I agree in cases where signal is too weak. Weak signal doesn't sound like Sam's issue. His sounds like too much signal and too much noise.

In Sam's case, he states:

"I think before I had that pad all the stations were coming in with 100 signal strength"

This suggests to me that he was overdriving the receiver's tuner, or he wouldn't have attempted to reduce the signal.

Proximity to towers using an attic antenna also suggests too much signal.

Amplification points the same way.

So, in his case, I think he took "enough" or too much signal and then amplified it, making it too much for the 612, then attenuated the signal. The amplification process and the attenuation (within the scope of his already high noise install of splitting, amplifying, diplexing) has caused increased noise problems in the signal. The better tuners in the TVs can still handle it (dirty signal) and the 612 can't.

If the suspect problems are both signal and noise that are too high (as I suspect) a smaller, separate, antenna could be used to provide a cleaner, better quality signal.

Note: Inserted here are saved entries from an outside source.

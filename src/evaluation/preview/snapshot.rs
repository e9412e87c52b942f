use serde::Serialize;
use std::collections::BTreeMap;
use std::fmt::{Display, Formatter, Result as FmtResult};

#[derive(Clone, Debug, Serialize)]
pub struct Snapshot {
    pub instances_seen: u64,
    pub accuracy: f64,
    pub kappa: f64,
    /// CPU seconds spent by the evaluating thread.
    pub seconds: f64,
    pub extras: BTreeMap<String, f64>,
}

impl Snapshot {
    pub(crate) fn fmtv(v: f64) -> String {
        if v.is_nan() {
            "NaN".into()
        } else {
            format!("{v:.6}")
        }
    }
}

impl Display for Snapshot {
    fn fmt(&self, f: &mut Formatter<'_>) -> FmtResult {
        write!(
            f,
            "seen={}, acc={}, kappa={}, t={:.6}s",
            self.instances_seen,
            Self::fmtv(self.accuracy),
            Self::fmtv(self.kappa),
            self.seconds
        )?;
        for (k, v) in &self.extras {
            write!(f, ", {k}={}", Self::fmtv(*v))?;
        }
        Ok(())
    }
}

This remains to be seen, though. The trouble shooting process would be as previously suggested...clean up the signal by starting without amp and attenuation, and checking connections/replacing diplexers and splitters. Then see what the signal is and how it well it works or doesn't on the 612.

Without knowing what the results are of that process, there is no way to determine his actual solution or even the next step (which is why I offered a possible alternate solution).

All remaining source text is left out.